Roswell Park Cancer Institute, Elm & Carlton Streets, Buffalo, NY 14263, USA.
Curr Cancer Drug Targets. 2018;18(2):177-187. doi: 10.2174/1568009617666170222125035.
Attenuated Edmonston lineage measles virus (MV-Edm) vaccine strains can preferentially infect and lyse a wide variety of cancer cells. Oncolytic MV-Edm derivatives are genetically engineered to express the human carcinoembryonic antigen (MV-CEA virus) or the human sodium iodide symporter (MV-NIS virus) and are currently being tested in clinical trials against ovarian cancer, glioblastoma multiforme, multiple myeloma, mesothelioma, head and neck cancer, breast cancer and malignant peripheral nerve sheath tumors. This review describes the basic and preclinical data that facilitated the clinical translation of MV-Edm strains, and summarizes the clinical results of this oncolytic platform to date. Furthermore, we discuss the latest clinically relevant MV-Edm vector developments and creative strategies for future translational steps.

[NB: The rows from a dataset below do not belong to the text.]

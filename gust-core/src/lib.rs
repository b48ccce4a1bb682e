#[cfg(feature = "accelerate")]
extern crate accelerate_src;
#[cfg(feature = "mkl")]
extern crate intel_mkl_src;

pub mod device_map;
pub mod loader;
mod loader_factory;
mod prefetch;
mod sdxl;
mod util;

pub use device_map::*;
use image::DynamicImage;
pub use loader::*;
pub use loader_factory::*;
pub use prefetch::*;
pub use sdxl::{Precision, SdxlTurboLoader, SdxlTurboModel, WeightFile, WeightManifest, WeightPaths};
use serde::{Deserialize, Serialize};
use thiserror::Error;
pub use util::*;

pub const DEFAULT_STEPS: usize = 1;
pub const DEFAULT_GUIDANCE: f64 = 0.0;
pub const DEFAULT_SIZE: usize = 512;

/// A generation request as it arrives over the wire. Everything except the
/// prompt is optional and falls back to the single-step, unguided defaults.
#[derive(Deserialize, Serialize, Debug, Clone, PartialEq, PartialOrd)]
pub struct GenerationRequest {
    pub prompt: String,
    pub width: Option<usize>,
    pub height: Option<usize>,
    pub steps: Option<usize>,
    pub guidance: Option<f64>,
    pub seed: Option<u64>,
}

#[derive(Debug, Error, PartialEq)]
pub enum RequestError {
    #[error("{name} must be a positive multiple of 8, got {value}")]
    Dimension { name: &'static str, value: usize },
    #[error("steps must be at least 1")]
    NoSteps,
    #[error("guidance must be a finite, non-negative number, got {0}")]
    Guidance(f64),
}

/// A request with every default filled in and every field checked.
#[derive(Debug, Clone, PartialEq)]
pub struct GenerationSettings {
    pub prompt: String,
    pub width: usize,
    pub height: usize,
    pub steps: usize,
    pub guidance: f64,
    pub seed: Option<u64>,
}

impl GenerationRequest {
    pub fn new(prompt: impl Into<String>) -> Self {
        Self {
            prompt: prompt.into(),
            width: None,
            height: None,
            steps: None,
            guidance: None,
            seed: None,
        }
    }

    pub fn resolve(self) -> Result<GenerationSettings, RequestError> {
        let width = check_dimension("width", self.width.unwrap_or(DEFAULT_SIZE))?;
        let height = check_dimension("height", self.height.unwrap_or(DEFAULT_SIZE))?;
        let steps = self.steps.unwrap_or(DEFAULT_STEPS);
        if steps == 0 {
            return Err(RequestError::NoSteps);
        }
        let guidance = self.guidance.unwrap_or(DEFAULT_GUIDANCE);
        if !guidance.is_finite() || guidance < 0.0 {
            return Err(RequestError::Guidance(guidance));
        }
        Ok(GenerationSettings {
            prompt: self.prompt,
            width,
            height,
            steps,
            guidance,
            seed: self.seed,
        })
    }
}

fn check_dimension(name: &'static str, value: usize) -> Result<usize, RequestError> {
    if value == 0 || value % 8 != 0 {
        return Err(RequestError::Dimension { name, value });
    }
    Ok(value)
}

/// A loaded text-to-image pipeline. Implementations are shared between
/// concurrent requests and must not mutate themselves while running.
pub trait ModelLike: Send + Sync {
    fn run(&self, settings: &GenerationSettings) -> anyhow::Result<DynamicImage>;
}

#[cfg(test)]
mod tests {
    use super::*;

    #[test]
    fn omitted_fields_resolve_to_single_unguided_step() {
        let settings = GenerationRequest::new("a lighthouse at dusk").resolve().unwrap();
        assert_eq!(settings.prompt, "a lighthouse at dusk");
        assert_eq!(settings.steps, 1);
        assert_eq!(settings.guidance, 0.0);
        assert_eq!((settings.width, settings.height), (512, 512));
        assert_eq!(settings.seed, None);
    }

    #[test]
    fn explicit_fields_are_kept() {
        let request = GenerationRequest {
            width: Some(768),
            height: Some(384),
            steps: Some(4),
            guidance: Some(2.5),
            seed: Some(42),
            ..GenerationRequest::new("x")
        };
        let settings = request.resolve().unwrap();
        assert_eq!((settings.width, settings.height), (768, 384));
        assert_eq!(settings.steps, 4);
        assert_eq!(settings.guidance, 2.5);
        assert_eq!(settings.seed, Some(42));
    }

    #[test]
    fn dimensions_must_be_multiples_of_eight() {
        let request = GenerationRequest {
            width: Some(500),
            ..GenerationRequest::new("x")
        };
        assert_eq!(
            request.resolve(),
            Err(RequestError::Dimension { name: "width", value: 500 })
        );

        let request = GenerationRequest {
            height: Some(0),
            ..GenerationRequest::new("x")
        };
        assert_eq!(
            request.resolve(),
            Err(RequestError::Dimension { name: "height", value: 0 })
        );
    }

    #[test]
    fn zero_steps_and_bad_guidance_are_rejected() {
        let request = GenerationRequest {
            steps: Some(0),
            ..GenerationRequest::new("x")
        };
        assert_eq!(request.resolve(), Err(RequestError::NoSteps));

        let request = GenerationRequest {
            guidance: Some(-1.0),
            ..GenerationRequest::new("x")
        };
        assert_eq!(request.resolve(), Err(RequestError::Guidance(-1.0)));

        let request = GenerationRequest {
            guidance: Some(f64::NAN),
            ..GenerationRequest::new("x")
        };
        assert!(matches!(request.resolve(), Err(RequestError::Guidance(_))));
    }

    #[test]
    fn empty_prompt_is_not_validated() {
        assert!(GenerationRequest::new("").resolve().is_ok());
    }

    #[test]
    fn request_deserializes_with_only_a_prompt() {
        let request: GenerationRequest = serde_json::from_str(r#"{"prompt": "owl"}"#).unwrap();
        assert_eq!(request, GenerationRequest::new("owl"));
    }
}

减毒 Edmonston 谱系麻疹病毒(MV-Edm)疫苗株可以优先感染和溶解多种癌细胞。溶瘤 MV-Edm 衍生物经过基因工程改造,可表达人癌胚抗原(MV-CEA 病毒)或人钠碘同向转运体(MV-NIS 病毒),目前正在临床试验中针对卵巢癌、胶质母细胞瘤、多发性骨髓瘤、间皮瘤、头颈部癌、乳腺癌和恶性外周神经鞘瘤进行测试。这篇综述描述了促进 MV-Edm 株临床转化的基础和临床前数据,并总结了迄今为止该溶瘤平台的临床结果。此外,我们还讨论了最新的临床相关 MV-Edm 载体发展和未来转化步骤的创新策略。